- [Work required]
Number of lines below with "struct": work it out and reply with that number only.

####################

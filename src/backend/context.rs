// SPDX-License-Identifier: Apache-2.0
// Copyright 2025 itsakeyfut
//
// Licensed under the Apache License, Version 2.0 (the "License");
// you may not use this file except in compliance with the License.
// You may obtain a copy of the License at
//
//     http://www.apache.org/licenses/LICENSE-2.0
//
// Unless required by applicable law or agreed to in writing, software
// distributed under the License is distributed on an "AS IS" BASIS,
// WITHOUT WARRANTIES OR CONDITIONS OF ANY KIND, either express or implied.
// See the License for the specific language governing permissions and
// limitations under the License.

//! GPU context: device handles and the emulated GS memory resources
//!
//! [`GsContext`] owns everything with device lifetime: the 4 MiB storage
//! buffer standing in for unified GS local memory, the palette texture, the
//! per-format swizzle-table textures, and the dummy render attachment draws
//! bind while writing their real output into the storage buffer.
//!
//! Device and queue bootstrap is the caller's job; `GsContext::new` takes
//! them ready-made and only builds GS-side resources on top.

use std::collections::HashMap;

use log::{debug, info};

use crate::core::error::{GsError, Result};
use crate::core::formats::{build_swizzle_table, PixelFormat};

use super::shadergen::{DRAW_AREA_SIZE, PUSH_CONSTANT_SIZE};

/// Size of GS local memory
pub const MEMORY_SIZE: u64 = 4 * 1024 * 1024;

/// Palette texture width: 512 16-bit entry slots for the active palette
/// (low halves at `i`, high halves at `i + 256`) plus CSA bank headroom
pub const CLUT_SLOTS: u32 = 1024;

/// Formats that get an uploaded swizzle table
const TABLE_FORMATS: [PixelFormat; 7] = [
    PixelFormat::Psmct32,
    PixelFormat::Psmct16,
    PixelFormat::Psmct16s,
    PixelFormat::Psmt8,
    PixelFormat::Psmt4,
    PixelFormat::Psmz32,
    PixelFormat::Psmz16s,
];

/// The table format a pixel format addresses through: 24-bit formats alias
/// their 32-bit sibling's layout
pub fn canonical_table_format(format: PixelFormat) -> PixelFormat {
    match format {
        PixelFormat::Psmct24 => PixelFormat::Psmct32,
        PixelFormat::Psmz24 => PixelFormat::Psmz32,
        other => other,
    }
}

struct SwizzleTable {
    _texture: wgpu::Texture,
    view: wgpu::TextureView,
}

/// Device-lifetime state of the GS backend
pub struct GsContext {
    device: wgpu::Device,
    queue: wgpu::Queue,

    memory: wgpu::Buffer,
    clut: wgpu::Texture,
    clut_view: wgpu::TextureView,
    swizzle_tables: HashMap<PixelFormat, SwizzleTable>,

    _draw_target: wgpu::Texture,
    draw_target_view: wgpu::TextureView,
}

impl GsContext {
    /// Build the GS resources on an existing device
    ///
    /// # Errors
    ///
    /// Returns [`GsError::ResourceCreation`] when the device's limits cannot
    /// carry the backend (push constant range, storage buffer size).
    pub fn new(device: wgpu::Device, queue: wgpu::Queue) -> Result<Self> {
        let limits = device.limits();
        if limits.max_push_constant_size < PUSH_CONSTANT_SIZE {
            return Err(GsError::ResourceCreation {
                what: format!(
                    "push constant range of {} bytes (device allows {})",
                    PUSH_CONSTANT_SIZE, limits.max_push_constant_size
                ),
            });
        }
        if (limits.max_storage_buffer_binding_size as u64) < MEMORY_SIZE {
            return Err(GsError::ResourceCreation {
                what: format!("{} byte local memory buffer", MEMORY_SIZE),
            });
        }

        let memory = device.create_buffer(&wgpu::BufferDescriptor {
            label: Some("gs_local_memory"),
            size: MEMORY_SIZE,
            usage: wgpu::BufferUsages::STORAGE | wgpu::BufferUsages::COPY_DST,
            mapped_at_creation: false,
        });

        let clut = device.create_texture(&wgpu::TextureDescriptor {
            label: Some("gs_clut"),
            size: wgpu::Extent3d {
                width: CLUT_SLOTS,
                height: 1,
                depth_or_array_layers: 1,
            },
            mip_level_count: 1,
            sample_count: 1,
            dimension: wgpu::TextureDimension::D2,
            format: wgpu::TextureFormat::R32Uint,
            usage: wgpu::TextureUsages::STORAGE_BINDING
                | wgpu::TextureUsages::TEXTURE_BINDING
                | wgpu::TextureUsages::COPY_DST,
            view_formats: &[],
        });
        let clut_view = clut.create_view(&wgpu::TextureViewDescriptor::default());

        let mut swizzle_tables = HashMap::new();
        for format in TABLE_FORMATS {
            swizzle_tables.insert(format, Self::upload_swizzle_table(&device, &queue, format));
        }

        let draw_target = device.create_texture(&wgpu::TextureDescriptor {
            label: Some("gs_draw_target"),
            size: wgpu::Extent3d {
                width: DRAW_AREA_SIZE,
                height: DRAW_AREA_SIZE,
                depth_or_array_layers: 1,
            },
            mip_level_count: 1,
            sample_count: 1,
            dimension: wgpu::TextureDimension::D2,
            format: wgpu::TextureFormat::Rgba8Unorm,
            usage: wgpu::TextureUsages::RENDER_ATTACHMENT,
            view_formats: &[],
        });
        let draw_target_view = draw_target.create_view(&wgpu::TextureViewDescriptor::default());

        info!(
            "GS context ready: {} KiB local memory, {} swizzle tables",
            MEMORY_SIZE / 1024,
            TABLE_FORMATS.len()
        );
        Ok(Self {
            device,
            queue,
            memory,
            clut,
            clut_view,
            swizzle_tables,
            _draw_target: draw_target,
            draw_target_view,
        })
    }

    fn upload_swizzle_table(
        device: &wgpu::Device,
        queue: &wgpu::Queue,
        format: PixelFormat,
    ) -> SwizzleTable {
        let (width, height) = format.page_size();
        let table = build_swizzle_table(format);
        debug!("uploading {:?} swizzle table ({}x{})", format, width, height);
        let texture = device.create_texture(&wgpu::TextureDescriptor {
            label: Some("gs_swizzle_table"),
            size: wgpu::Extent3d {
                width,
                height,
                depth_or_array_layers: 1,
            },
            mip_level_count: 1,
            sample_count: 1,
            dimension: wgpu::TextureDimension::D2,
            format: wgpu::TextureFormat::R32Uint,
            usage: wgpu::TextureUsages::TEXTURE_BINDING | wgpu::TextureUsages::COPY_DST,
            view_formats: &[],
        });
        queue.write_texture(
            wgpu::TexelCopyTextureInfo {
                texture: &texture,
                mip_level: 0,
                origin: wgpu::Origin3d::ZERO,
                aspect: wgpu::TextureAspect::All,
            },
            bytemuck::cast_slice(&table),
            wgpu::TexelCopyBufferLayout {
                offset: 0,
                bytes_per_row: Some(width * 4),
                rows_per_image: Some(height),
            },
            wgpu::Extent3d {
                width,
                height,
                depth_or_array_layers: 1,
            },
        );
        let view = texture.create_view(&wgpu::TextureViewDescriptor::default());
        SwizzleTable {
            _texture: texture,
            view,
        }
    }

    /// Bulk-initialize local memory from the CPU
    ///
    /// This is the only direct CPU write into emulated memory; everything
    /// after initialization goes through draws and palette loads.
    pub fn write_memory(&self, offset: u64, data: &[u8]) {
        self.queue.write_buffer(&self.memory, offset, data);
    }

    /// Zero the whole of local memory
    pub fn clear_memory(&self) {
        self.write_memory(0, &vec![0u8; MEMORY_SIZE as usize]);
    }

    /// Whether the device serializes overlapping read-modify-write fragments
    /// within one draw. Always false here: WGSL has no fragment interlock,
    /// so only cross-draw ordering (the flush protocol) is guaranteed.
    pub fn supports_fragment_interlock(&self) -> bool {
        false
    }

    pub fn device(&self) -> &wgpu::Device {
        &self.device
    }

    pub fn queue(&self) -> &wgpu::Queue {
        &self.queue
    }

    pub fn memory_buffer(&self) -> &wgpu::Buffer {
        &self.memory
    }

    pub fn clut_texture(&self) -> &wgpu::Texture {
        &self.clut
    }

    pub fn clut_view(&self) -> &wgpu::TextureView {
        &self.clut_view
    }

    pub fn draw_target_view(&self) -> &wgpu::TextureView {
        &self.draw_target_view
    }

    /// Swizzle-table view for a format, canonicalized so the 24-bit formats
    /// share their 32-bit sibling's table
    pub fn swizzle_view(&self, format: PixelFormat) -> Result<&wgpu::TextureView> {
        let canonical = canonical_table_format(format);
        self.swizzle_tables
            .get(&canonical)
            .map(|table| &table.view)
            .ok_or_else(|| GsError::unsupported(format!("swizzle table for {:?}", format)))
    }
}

####################

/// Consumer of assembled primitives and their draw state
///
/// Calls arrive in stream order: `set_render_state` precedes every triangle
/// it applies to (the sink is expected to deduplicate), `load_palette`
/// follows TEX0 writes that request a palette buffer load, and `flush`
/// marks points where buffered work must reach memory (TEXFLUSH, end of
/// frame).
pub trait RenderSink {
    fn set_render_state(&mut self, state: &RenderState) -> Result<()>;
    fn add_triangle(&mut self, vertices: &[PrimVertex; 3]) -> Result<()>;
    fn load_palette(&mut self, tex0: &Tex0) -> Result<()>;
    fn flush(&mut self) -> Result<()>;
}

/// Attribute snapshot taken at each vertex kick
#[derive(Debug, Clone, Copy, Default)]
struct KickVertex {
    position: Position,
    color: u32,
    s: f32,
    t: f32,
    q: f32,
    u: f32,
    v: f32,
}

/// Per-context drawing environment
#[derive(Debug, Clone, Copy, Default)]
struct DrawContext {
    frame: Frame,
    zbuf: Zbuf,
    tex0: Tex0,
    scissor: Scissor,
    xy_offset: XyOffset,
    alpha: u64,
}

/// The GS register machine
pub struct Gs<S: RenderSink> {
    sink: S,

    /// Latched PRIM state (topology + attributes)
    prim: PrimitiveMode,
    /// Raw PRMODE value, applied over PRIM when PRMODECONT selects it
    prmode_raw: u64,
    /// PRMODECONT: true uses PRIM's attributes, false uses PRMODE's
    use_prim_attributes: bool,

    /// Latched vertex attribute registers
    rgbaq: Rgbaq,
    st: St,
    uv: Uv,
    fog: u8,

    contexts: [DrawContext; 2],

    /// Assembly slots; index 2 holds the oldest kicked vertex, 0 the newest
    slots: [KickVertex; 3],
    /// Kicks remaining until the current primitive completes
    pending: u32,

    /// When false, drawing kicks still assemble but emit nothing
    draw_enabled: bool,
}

####################

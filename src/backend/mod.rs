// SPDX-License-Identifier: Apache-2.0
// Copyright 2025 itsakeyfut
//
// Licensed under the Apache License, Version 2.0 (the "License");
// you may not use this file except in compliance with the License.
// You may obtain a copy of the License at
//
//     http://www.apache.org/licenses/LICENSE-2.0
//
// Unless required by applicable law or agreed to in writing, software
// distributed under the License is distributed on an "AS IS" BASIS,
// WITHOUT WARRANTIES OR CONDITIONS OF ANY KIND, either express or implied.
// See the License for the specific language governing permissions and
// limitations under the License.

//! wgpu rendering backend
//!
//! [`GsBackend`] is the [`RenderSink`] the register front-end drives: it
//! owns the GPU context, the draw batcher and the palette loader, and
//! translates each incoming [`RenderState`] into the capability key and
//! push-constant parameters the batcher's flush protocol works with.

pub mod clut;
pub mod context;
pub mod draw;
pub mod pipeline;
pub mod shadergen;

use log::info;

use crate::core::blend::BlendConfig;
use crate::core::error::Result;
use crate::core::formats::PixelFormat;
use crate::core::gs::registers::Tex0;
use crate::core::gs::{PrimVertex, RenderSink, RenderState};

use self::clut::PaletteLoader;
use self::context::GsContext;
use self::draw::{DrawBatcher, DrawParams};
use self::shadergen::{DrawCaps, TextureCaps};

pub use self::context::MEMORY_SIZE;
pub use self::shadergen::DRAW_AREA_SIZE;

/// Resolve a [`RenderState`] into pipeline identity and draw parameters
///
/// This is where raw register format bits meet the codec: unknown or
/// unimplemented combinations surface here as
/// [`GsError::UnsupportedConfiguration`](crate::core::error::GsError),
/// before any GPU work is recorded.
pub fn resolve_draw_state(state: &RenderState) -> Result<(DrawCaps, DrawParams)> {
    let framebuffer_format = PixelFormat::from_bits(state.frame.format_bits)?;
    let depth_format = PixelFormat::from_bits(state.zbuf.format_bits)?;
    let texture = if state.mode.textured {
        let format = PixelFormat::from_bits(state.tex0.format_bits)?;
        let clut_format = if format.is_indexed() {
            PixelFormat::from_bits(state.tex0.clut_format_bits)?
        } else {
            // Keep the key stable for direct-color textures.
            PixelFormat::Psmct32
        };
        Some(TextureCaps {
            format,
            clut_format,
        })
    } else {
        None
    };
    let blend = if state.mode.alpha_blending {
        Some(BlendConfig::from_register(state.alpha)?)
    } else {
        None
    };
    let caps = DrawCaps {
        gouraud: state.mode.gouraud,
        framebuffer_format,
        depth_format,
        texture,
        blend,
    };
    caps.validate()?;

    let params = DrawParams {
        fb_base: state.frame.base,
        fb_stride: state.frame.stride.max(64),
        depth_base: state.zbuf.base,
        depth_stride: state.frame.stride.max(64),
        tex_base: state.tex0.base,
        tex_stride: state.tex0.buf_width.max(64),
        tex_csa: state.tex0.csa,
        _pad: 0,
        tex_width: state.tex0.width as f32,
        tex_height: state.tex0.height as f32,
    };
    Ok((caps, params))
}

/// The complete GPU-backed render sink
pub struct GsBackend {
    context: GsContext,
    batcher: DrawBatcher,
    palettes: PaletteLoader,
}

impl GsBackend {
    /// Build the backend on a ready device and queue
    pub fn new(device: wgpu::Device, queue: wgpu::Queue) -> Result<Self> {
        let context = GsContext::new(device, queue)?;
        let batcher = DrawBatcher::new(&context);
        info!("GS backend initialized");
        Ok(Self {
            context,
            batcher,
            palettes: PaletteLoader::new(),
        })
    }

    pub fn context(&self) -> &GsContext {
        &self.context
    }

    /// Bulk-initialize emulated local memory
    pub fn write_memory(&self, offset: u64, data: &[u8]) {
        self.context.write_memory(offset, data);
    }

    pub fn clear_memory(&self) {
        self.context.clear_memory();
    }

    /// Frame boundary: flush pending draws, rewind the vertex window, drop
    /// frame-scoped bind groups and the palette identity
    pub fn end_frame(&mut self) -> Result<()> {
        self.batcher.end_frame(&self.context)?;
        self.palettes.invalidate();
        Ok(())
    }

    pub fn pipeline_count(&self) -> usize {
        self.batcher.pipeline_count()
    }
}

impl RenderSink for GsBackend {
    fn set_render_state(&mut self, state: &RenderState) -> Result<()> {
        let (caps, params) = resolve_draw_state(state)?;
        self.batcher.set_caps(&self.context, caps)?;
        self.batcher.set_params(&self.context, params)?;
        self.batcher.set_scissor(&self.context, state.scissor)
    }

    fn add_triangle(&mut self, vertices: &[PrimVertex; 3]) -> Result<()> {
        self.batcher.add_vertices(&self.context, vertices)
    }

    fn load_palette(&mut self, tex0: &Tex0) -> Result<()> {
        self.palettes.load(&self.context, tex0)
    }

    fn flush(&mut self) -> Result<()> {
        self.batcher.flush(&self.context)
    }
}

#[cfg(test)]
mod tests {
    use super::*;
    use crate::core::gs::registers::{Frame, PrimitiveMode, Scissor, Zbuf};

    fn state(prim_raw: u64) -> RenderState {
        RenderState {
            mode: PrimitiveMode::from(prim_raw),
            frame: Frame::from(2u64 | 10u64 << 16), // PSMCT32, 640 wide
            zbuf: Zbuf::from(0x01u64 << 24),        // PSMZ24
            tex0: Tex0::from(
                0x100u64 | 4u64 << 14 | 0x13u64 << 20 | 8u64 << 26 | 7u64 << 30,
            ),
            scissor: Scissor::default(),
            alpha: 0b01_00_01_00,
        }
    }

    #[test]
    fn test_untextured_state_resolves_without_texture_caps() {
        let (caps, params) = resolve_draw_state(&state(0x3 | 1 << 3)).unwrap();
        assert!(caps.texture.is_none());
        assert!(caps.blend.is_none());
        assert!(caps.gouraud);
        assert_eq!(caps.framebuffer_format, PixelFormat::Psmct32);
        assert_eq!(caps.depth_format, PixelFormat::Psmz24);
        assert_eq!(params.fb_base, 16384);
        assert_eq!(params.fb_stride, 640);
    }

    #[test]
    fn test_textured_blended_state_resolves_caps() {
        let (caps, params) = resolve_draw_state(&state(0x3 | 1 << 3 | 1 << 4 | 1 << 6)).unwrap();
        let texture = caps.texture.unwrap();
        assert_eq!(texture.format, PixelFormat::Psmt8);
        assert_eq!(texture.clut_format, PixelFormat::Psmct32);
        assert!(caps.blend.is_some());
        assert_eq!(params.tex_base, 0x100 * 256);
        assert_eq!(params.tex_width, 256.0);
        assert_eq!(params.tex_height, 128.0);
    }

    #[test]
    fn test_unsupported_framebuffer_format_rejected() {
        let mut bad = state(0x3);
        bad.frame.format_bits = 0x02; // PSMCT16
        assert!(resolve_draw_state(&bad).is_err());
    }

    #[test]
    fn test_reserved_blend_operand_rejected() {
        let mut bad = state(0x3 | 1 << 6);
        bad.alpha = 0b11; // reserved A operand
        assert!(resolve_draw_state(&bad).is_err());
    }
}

####################

- [Task answer]
6